BEGIN Extracted records

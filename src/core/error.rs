use axum::{
    http::StatusCode,
    response::{IntoResponse, Response},
};
use thiserror::Error;

/// Errors surfaced to the client.
///
/// Bodies are fixed plain-text strings; details stay in the logs.
#[derive(Debug, Error)]
pub enum AppError {
    #[error("Validation error: {}", .0.join(", "))]
    Validation(Vec<String>),

    #[error("Bad request: {0}")]
    BadRequest(String),

    #[error("Missing configuration: {}", .0.join(", "))]
    Configuration(Vec<&'static str>),
}

impl AppError {
    pub fn status(&self) -> StatusCode {
        match self {
            AppError::Validation(_) | AppError::BadRequest(_) => StatusCode::BAD_REQUEST,
            AppError::Configuration(_) => StatusCode::INTERNAL_SERVER_ERROR,
        }
    }

    pub fn public_message(&self) -> &'static str {
        match self {
            AppError::Validation(_) => "Invalid input",
            AppError::BadRequest(_) => "Invalid request body",
            AppError::Configuration(_) => "Server configuration error",
        }
    }
}

impl IntoResponse for AppError {
    fn into_response(self) -> Response {
        if let AppError::BadRequest(ref msg) = self {
            tracing::debug!("Rejected request body: {}", msg);
        }

        (self.status(), self.public_message()).into_response()
    }
}

pub type Result<T> = std::result::Result<T, AppError>;
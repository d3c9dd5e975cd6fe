use serde::{Deserialize, Serialize};
use utoipa::ToSchema;

/// JSON envelope for every JSON endpoint
#[derive(Debug, Serialize, Deserialize, ToSchema)]
pub struct ApiResponse<T> {
    pub success: bool,
    pub data: Option<T>,
    pub message: Option<String>,
}

impl<T> ApiResponse<T> {
    pub fn success(data: Option<T>, message: Option<String>) -> Self {
        Self {
            success: true,
            data,
            message,
        }
    }
}
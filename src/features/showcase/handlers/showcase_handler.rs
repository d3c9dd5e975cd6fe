use std::sync::Arc;

use axum::{extract::State, Json};
use chrono::Utc;

use crate::features::showcase::dtos::ShowcaseResponseDto;
use crate::features::showcase::services::ShowcaseService;
use crate::shared::types::ApiResponse;

/// Get the ingredient showcase
#[utoipa::path(
    get,
    path = "/api/showcase",
    responses(
        (status = 200, description = "Showcase catalog and current slide", body = ApiResponse<ShowcaseResponseDto>)
    ),
    tag = "showcase"
)]
pub async fn get_showcase(
    State(service): State<Arc<ShowcaseService>>,
) -> Json<ApiResponse<ShowcaseResponseDto>> {
    Json(ApiResponse::success(Some(service.snapshot(Utc::now())), None))
}

#[cfg(test)]
mod tests {
    use std::sync::Arc;

    use axum_test::TestServer;

    use crate::features::showcase::dtos::ShowcaseResponseDto;
    use crate::features::showcase::{routes, ShowcaseService};
    use crate::shared::types::ApiResponse;

    #[tokio::test]
    async fn test_get_showcase() {
        let app = routes::routes(Arc::new(ShowcaseService::new()));
        let server = TestServer::new(app).expect("Failed to create test server");

        let response = server.get("/api/showcase").await;
        response.assert_status_ok();

        let body: ApiResponse<ShowcaseResponseDto> = response.json();
        assert!(body.success);

        let data = body.data.expect("showcase data");
        assert_eq!(data.interval_secs, 4);
        assert_eq!(data.images.len(), 4);
        assert!(data.current_index < data.images.len());
        assert_eq!(data.images[0].alt, "Artisan Cheeses");
    }
}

END Extracted records

Write out every record verbatim.

Result below:
filename src/core/error.rs
use axum::{
    http::StatusCode,
    response::{IntoResponse, Response},
};
use thiserror::Error;

/// Errors surfaced to the client.
///
/// Bodies are fixed plain-text strings; details stay in the logs.
#[derive(Debug, Error)]
pub enum AppError {
    #[error("Validation error: {}", .0.join(", "))]
    Validation(Vec<String>),

    #[error("Bad request: {0}")]
    BadRequest(String),

    #[error("Missing configuration: {}", .0.join(", "))]
    Configuration(Vec<&'static str>),
}

impl AppError {
    pub fn status(&self) -> StatusCode {
        match self {
            AppError::Validation(_) | AppError::BadRequest(_) => StatusCode::BAD_REQUEST,
            AppError::Configuration(_) => StatusCode::INTERNAL_SERVER_ERROR,
        }
    }

    pub fn public_message(&self) -> &'static str {
        match self {
            AppError::Validation(_) => "Invalid input",
            AppError::BadRequest(_) => "Invalid request body",
            AppError::Configuration(_) => "Server configuration error",
        }
    }
}

impl IntoResponse for AppError {
    fn into_response(self) -> Response {
        if let AppError::BadRequest(ref msg) = self {
            tracing::debug!("Rejected request body: {}", msg);
        }

        (self.status(), self.public_message()).into_response()
    }
}

pub type Result<T> = std::result::Result<T, AppError>;
repository d3c9dd5e975cd6fe
use serde::{Deserialize, Serialize};
use utoipa::ToSchema;

/// JSON envelope for every JSON endpoint
#[derive(Debug, Serialize, Deserialize, ToSchema)]
pub struct ApiResponse<T> {
    pub success: bool,
    pub data: Option<T>,
    pub message: Option<String>,
}

impl<T> ApiResponse<T> {
    pub fn success(data: Option<T>, message: Option<String>) -> Self {
        Self {
            success: true,
            data,
            message,
        }
    }
}
filename src/features/showcase/handlers/showcase_handler.rs
repository d3c9dd5e975cd6fe
use std::sync::Arc;

use axum::{extract::State, Json};
use chrono::Utc;

use crate::features::showcase::dtos::ShowcaseResponseDto;
use crate::features::showcase::services::ShowcaseService;
use crate::shared::types::ApiResponse;

/// Get the ingredient showcase
#[utoipa::path(
    get,
    path = "/api/showcase",
    responses(
        (status = 200, description = "Showcase catalog and current slide", body = ApiResponse<ShowcaseResponseDto>)
    ),
    tag = "showcase"
)]
pub async fn get_showcase(
    State(service): State<Arc<ShowcaseService>>,
) -> Json<ApiResponse<ShowcaseResponseDto>> {
    Json(ApiResponse::success(Some(service.snapshot(Utc::now())), None))
}

#[cfg(test)]
mod tests {
    use std::sync::Arc;

    use axum_test::TestServer;

    use crate::features::showcase::dtos::ShowcaseResponseDto;
    use crate::features::showcase::{routes, ShowcaseService};
    use crate::shared::types::ApiResponse;

    #[tokio::test]
    async fn test_get_showcase() {
        let app = routes::routes(Arc::new(ShowcaseService::new()));
        let server = TestServer::new(app).expect("Failed to create test server");

        let response = server.get("/api/showcase").await;
        response.assert_status_ok();

        let body: ApiResponse<ShowcaseResponseDto> = response.json();
        assert!(body.success);

        let data = body.data.expect("showcase data");
        assert_eq!(data.interval_secs, 4);
        assert_eq!(data.images.len(), 4);
        assert!(data.current_index < data.images.len());
        assert_eq!(data.images[0].alt, "Artisan Cheeses");
    }
}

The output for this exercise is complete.